The Living Room exhibition at Luna and Curious boutique in Shoreditch, part of the London Design Festival (LDF), showed that British design could be both useful and beautiful. Curated by Jonathan Krawczuk and Alyn Griffiths it married witty design with quality manufacturing and craftsmanship using traditional materials. A very small exhibition compared to many of the other events at LDF it was a snapshot of all that is good about British furniture making, ceramics, glassware, soft furnishings and prints – taking the traditional and giving it a hefty tweak.
On first entering, I felt like I was in a farmhouse kitchen. There was a Windsor chair, a three-legged stool, a wooden side table with a teapot on it and a console table with sturdy turned oak legs and a limestone top, that had it been bigger could grace many a style-conscious kitchen.
The Mrs B Console was designed by Russell Pinch and made by Benchmark. The angular turning on the legs was a modern echo of traditional wood turning techniques.
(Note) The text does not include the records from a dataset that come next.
/// Scenario: leaky ReLU with slope 0.1 over b in [-10, 5]. The chord forms
/// the upper envelope, the area heuristic picks slope alpha for the lower.
#[test]
fn test_leaky_relu_envelopes() {
    let config = Config::default();
    let mut query = Query::new();
    query.set_num_variables(2);
    query.mark_input(0, 0);
    query.set_lower(0, -10.0).unwrap();
    query.set_upper(0, 5.0).unwrap();
    query.add_piecewise(Box::new(LeakyReluConstraint::new(0, 1, 0.1)));

    lift(&mut query, &config);
    query.propagate_bounds(&config, None).unwrap();

    assert_close(query.lower_bound(1).unwrap(), -1.0);
    assert_close(query.upper_bound(1).unwrap(), 5.0);

    let network = query.network().unwrap();
    assert_eq!(network.layer(1).kind(), LayerKind::LeakyRelu);
    let sym = network.layer(1).symbolic().unwrap();

    // Upper envelope: chord slope (u - alpha*l)/(u - l) = 0.4 with bias
    // (alpha - 1)*u*l/(u - l) = 3.
    assert_close(sym.ub[[0, 0]], 0.4);
    assert_close(sym.upper_bias[0], 3.0);

    // Lower envelope: |u| < |l|, so the slope collapses to alpha.
    assert_close(sym.lb[[0, 0]], 0.1);
    assert_close(sym.lower_bias[0], 0.0);
}

/// Scenario: two inputs in [0, 1]^2, a weighted sum h = [[1,1],[1,-1]]x,
/// and a softmax output layer.
#[test]
fn test_two_layer_network_with_softmax_output() {
    let config = Config::default();
    let mut query = Query::new();
    query.set_num_variables(6);
    for i in 0..2 {
        query.mark_input(i, i);
        query.set_lower(i, 0.0).unwrap();
        query.set_upper(i, 1.0).unwrap();
    }
    query.mark_output(4, 0);
    query.mark_output(5, 1);

    // h0 = x0 + x1, h1 = x0 - x1.
    let mut eq0 = Equation::new(EquationKind::Equality);
    eq0.add_addend(1.0, 0);
    eq0.add_addend(1.0, 1);
    eq0.add_addend(-1.0, 2);
    eq0.set_scalar(0.0);
    query.add_equation(eq0);

    let mut eq1 = Equation::new(EquationKind::Equality);
    eq1.add_addend(1.0, 0);
    eq1.add_addend(-1.0, 1);
    eq1.add_addend(-1.0, 3);
    eq1.set_scalar(0.0);
    query.add_equation(eq1);

    query.add_nonlinear(Box::new(SoftmaxConstraint::new(vec![2, 3], vec![4, 5])));
    // The sum-to-one equation implied by the softmax encoding.
    let mut sum = Equation::new(EquationKind::Equality);
    sum.add_addend(1.0, 4);
    sum.add_addend(1.0, 5);
    sum.set_scalar(1.0);
    query.add_equation(sum);

    let (unhandled, _) = lift(&mut query, &config);
    // The sum equation stays with the query.
    assert_eq!(unhandled.len(), 1);
    assert_eq!(unhandled[0].participating_variables(), vec![4, 5]);

    let topology = query.network().unwrap().topology();
    assert_eq!(topology.len(), 3);
    assert_eq!(topology[1].0, LayerKind::WeightedSum);
    assert_eq!(topology[2].0, LayerKind::Softmax);

    query.propagate_bounds(&config, None).unwrap();

    assert_close(query.lower_bound(2).unwrap(), 0.0);
    assert_close(query.upper_bound(2).unwrap(), 2.0);
    assert_close(query.lower_bound(3).unwrap(), -1.0);
    assert_close(query.upper_bound(3).unwrap(), 1.0);

    // y0 = 1/(1 + e^(h1 - h0)) with h1 - h0 in [-3, 1], and dually for y1.
    assert_close(query.lower_bound(4).unwrap(), 1.0 / (1.0 + 1.0f64.exp()));
    assert_close(query.upper_bound(4).unwrap(), 1.0 / (1.0 + (-3.0f64).exp()));
    assert_close(query.lower_bound(5).unwrap(), 1.0 / (1.0 + 3.0f64.exp()));
    assert_close(query.upper_bound(5).unwrap(), 1.0 / (1.0 + (-1.0f64).exp()));

    // Concrete evaluation agrees with the closed form at the box center.
    let outputs = query.evaluate(&[0.5, 0.5]).unwrap();
    let expected = 1.0f64.exp() / (1.0f64.exp() + 1.0);
    assert_close(outputs[0], expected);
    assert_close(outputs[1], 1.0 - expected);
}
The Matthew Hilton-designed Kimble Windsor Chair in ash and walnut used a traditionally simple shape to show off the beauty of the wood. It is one of a range of four, each named after the villages neighbouring High Wycombe in Buckinghamshire, where the Windsor Chair originated. And keeping that tradition alive, the chairs are built by Ercol, the last of the traditional High Wycombe furniture manufacturers.
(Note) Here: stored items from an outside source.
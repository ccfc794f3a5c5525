//! f = round(b), ties to even. Discrete in semantics but handled uniformly
//! with the smooth family: no phases, no case splits.

use std::any::Any;

use serde::{Deserialize, Serialize};

use super::{
    parse_variable, ConstraintKind, Phase, PiecewiseConstraint, WatchedBounds,
};
use crate::errors::{VfError, VfResult};
use crate::types::{Tightening, Variable};

#[derive(Debug, Clone, Serialize, Deserialize)]
pub struct RoundConstraint {
    b: Variable,
    f: Variable,
    bounds: WatchedBounds,
    have_eliminated_variables: bool,
}

impl RoundConstraint {
    pub fn new(b: Variable, f: Variable) -> Self {
        Self {
            b,
            f,
            bounds: WatchedBounds::default(),
            have_eliminated_variables: false,
        }
    }

    pub fn b(&self) -> Variable {
        self.b
    }

    pub fn f(&self) -> Variable {
        self.f
    }

    pub(crate) fn parse_line(parts: &[&str]) -> VfResult<Self> {
        if parts.len() != 2 {
            return Err(VfError::ParseError(format!(
                "round expects 2 fields, got {}",
                parts.len()
            )));
        }
        let f = parse_variable(parts[0])?;
        let b = parse_variable(parts[1])?;
        Ok(Self::new(b, f))
    }
}

#[typetag::serde]
impl PiecewiseConstraint for RoundConstraint {
    fn kind(&self) -> ConstraintKind {
        ConstraintKind::Round
    }

    fn participating_variables(&self) -> Vec<Variable> {
        vec![self.b, self.f]
    }

    fn as_any(&self) -> &dyn Any {
        self
    }

    fn restore_state(&mut self, other: &dyn PiecewiseConstraint) {
        let other = other
            .as_any()
            .downcast_ref::<Self>()
            .expect("restore_state requires a round");
        *self = other.clone();
    }

    fn notify_lower_bound(&mut self, variable: Variable, bound: f64) {
        self.bounds.update_lower(variable, bound);
    }

    fn notify_upper_bound(&mut self, variable: Variable, bound: f64) {
        self.bounds.update_upper(variable, bound);
    }

    fn entailed_tightenings(&self, out: &mut Vec<Tightening>) {
        let b_lb = self.bounds.lower(self.b);
        let b_ub = self.bounds.upper(self.b);
        let f_lb = self.bounds.lower(self.f);
        let f_ub = self.bounds.upper(self.f);

        if b_lb.is_finite() {
            out.push(Tightening::lower(self.f, b_lb.round_ties_even()));
        }
        if b_ub.is_finite() {
            out.push(Tightening::upper(self.f, b_ub.round_ties_even()));
        }
        // b never strays more than half a unit from f.
        if f_lb.is_finite() {
            out.push(Tightening::lower(self.b, f_lb - 0.5));
        }
        if f_ub.is_finite() {
            out.push(Tightening::upper(self.b, f_ub + 0.5));
        }
    }

    fn phase(&self) -> Phase {
        Phase::NotFixed
    }

    fn eliminate_variable(&mut self, _variable: Variable, _value: f64) {
        self.have_eliminated_variables = true;
    }

    fn update_variable_index(&mut self, old: Variable, new: Variable) {
        if self.b == old {
            self.b = new;
        }
        if self.f == old {
            self.f = new;
        }
        self.bounds.rename(old, new);
    }

    fn is_obsolete(&self) -> bool {
        self.have_eliminated_variables
    }

    fn serialize_line(&self) -> String {
        format!("round,{},{}", self.f, self.b)
    }
}
//! Errors for data-driven tween descriptions.

/// Why a [`crate::TweenParams`] could not be turned into a tween.
#[derive(thiserror::Error, Debug)]
#[non_exhaustive]
pub enum ParamsError {
    #[error("invalid tween description: {0}")]
    Json(#[from] serde_json::Error),

    #[error("duration must be positive and finite, got {duration}")]
    InvalidDuration { duration: f32 },

    #[error("delay must be finite and non-negative, got {delay}")]
    InvalidDelay { delay: f32 },

    /// A `from` with no matching `to`, or an endpoint pair with neither.
    #[error("`{property}` has no `to` value")]
    MissingTarget { property: &'static str },

    /// Reverse playback swaps the endpoints, so both are required.
    #[error("`{property}` needs a `from` value to play in reverse")]
    MissingStart { property: &'static str },
}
The Store jars from Established and Sons could have been inspired by power station chimneys. The charcoal grey matt finish on the outside of the jars resembled slate but was in fact porcelain, the other jar in the trio was faced with copper. Their appeal lies in the simplicity of the shape and colour with the mix of textures – rough on the outside, gloss on the inside and tactile cork lids. Looking up there were more chimneys – lights by Benjamin Hubert for Viaduct made in Wales using a slip-casting process. And again there was a mix of textures: the exterior painted with a terracotta slip, the interior with a glossy white finish.
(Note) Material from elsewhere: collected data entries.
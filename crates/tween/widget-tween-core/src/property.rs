//! Single-property interpolator.

use crate::interp::Lerp;

/// Two fractions closer than this are treated as the same frame.
pub const ALPHA_TOLERANCE: f32 = 1e-3;

/// Start/target pair for one typed property plus the last applied fraction.
///
/// An explicit start (`set_start`) wins over the value captured in
/// [`TweenProp::on_begin`]. The caller clamps fractions; the interpolator
/// only compares and blends them.
#[derive(Clone, Debug)]
pub struct TweenProp<T> {
    start: Option<T>,
    target: Option<T>,
    has_explicit_start: bool,
    alpha: f32,
    applied: bool,
    need_apply: bool,
}

impl<T> Default for TweenProp<T> {
    fn default() -> Self {
        Self {
            start: None,
            target: None,
            has_explicit_start: false,
            alpha: 0.0,
            applied: false,
            need_apply: false,
        }
    }
}

impl<T: Lerp> TweenProp<T> {
    pub fn new() -> Self {
        Self::default()
    }

    pub fn set_start(&mut self, value: T) {
        self.has_explicit_start = true;
        self.start = Some(value);
    }

    pub fn set_target(&mut self, value: T) {
        self.target = Some(value);
    }

    /// Use `current` as the start unless one was set explicitly.
    pub fn on_begin(&mut self, current: T) {
        if !self.has_explicit_start {
            self.start = Some(current);
        }
    }

    #[inline]
    pub fn is_set(&self) -> bool {
        self.has_explicit_start || self.target.is_some()
    }

    #[inline]
    pub fn need_apply(&self) -> bool {
        self.need_apply
    }

    #[inline]
    pub fn set_need_apply(&mut self, value: bool) {
        self.need_apply = value;
    }

    #[inline]
    pub fn alpha(&self) -> f32 {
        self.alpha
    }

    pub fn start(&self) -> Option<T> {
        self.start
    }

    pub fn target(&self) -> Option<T> {
        self.target
    }

    /// Record `alpha` as the applied fraction. Returns true when the caller
    /// should write the new value out.
    #[must_use]
    pub fn update(&mut self, alpha: f32) -> bool {
        if !self.is_set() || !self.need_apply {
            return false;
        }
        if self.applied && (alpha - self.alpha).abs() <= ALPHA_TOLERANCE {
            return false;
        }
        self.alpha = alpha;
        self.applied = true;
        true
    }

    /// `lerp(start, target, alpha)`. A missing endpoint collapses onto the
    /// other one; `None` only when neither is known.
    pub fn current_value(&self) -> Option<T> {
        match (self.start, self.target) {
            (Some(a), Some(b)) => Some(T::lerp(a, b, self.alpha)),
            (Some(v), None) | (None, Some(v)) => Some(v),
            (None, None) => None,
        }
    }
}

#[cfg(test)]
mod tests {
    use super::*;

    fn active(start: f32, target: f32) -> TweenProp<f32> {
        let mut p = TweenProp::new();
        p.set_start(start);
        p.set_target(target);
        p.set_need_apply(true);
        p
    }

    #[test]
    fn near_equal_fractions_are_deduplicated() {
        let mut p = active(0.0, 10.0);
        assert!(p.update(0.5));
        assert!(!p.update(0.5003));
        assert!(p.update(0.6));
        assert_eq!(p.current_value(), Some(6.0));
    }

    #[test]
    fn first_apply_reports_change_even_without_motion() {
        let mut p = active(3.0, 3.0);
        assert!(p.update(0.0));
        assert!(!p.update(0.0));
        assert_eq!(p.current_value(), Some(3.0));
    }

    #[test]
    fn unset_or_inactive_is_a_no_op() {
        let mut unset = TweenProp::<f32>::new();
        unset.set_need_apply(true);
        assert!(!unset.update(0.3));

        let mut idle = active(0.0, 1.0);
        idle.set_need_apply(false);
        assert!(!idle.update(0.3));
    }

    #[test]
    fn explicit_start_wins_over_begin_capture() {
        let mut p = active(1.0, 2.0);
        p.on_begin(100.0);
        assert_eq!(p.start(), Some(1.0));

        let mut q = TweenProp::new();
        q.set_target(2.0);
        q.on_begin(100.0);
        assert_eq!(q.start(), Some(100.0));
        // on_begin alone does not make the property "set".
        let mut r = TweenProp::<f32>::new();
        r.on_begin(5.0);
        assert!(!r.is_set());
    }
}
Doing a 180 degree turn I was facing a living room arranged around Young and Norgate’s beautifully crafted American Black Walnut and matt bronze aluminium sideboard. (Yes the sideboard is back in a big way.) Among the exhibits on the sideboard was a Decanterlamp by Lee Broom. It is what it says – a lamp base made from wine and port decanters stacked on top of each other, lacquered white and topped off with a white drum shade. Ingenious, simple and very beautiful.
The sense of fun that I love so much in British design was provided by Polly George’s Mr and Mrs Jones plates, part of a collection of crockery featuring tiny sculpted heads of the happy couple. It’s the kind of plate you need at breakfast: it just makes you smile.
After all that standing around looking at things and taking notes, I had to sit down! The Tweed Pi pouffe brings that 1960s and 70s living room staple bang up to date. Made by Fun Makes Good (great name) and designed by their founder Eleanor Young especially for the exhibition, it was covered in shades of blue in Harris Tweed – not a fabric I’d usually associate with soft furnishings but if Nike can make trainers out of Harris Tweed then why not have a pouffe made from it? – and added geometric patchwork pieces in leather and other materials.
My visit was completed with a short geography lesson on the British Isles courtesy of a hand-pulled screen print by Bold and Noble – The British Isles Type Map – which cleverly forms a map of Britain and Ireland from the names of major towns and cities, the size of the typeface corresponding to the size of the town. Not only did my friend and I discover that some towns were bigger than we thought they were, I learned that there was a town in Scotland called Brora. I had thought it was just a shop that sold cardigans.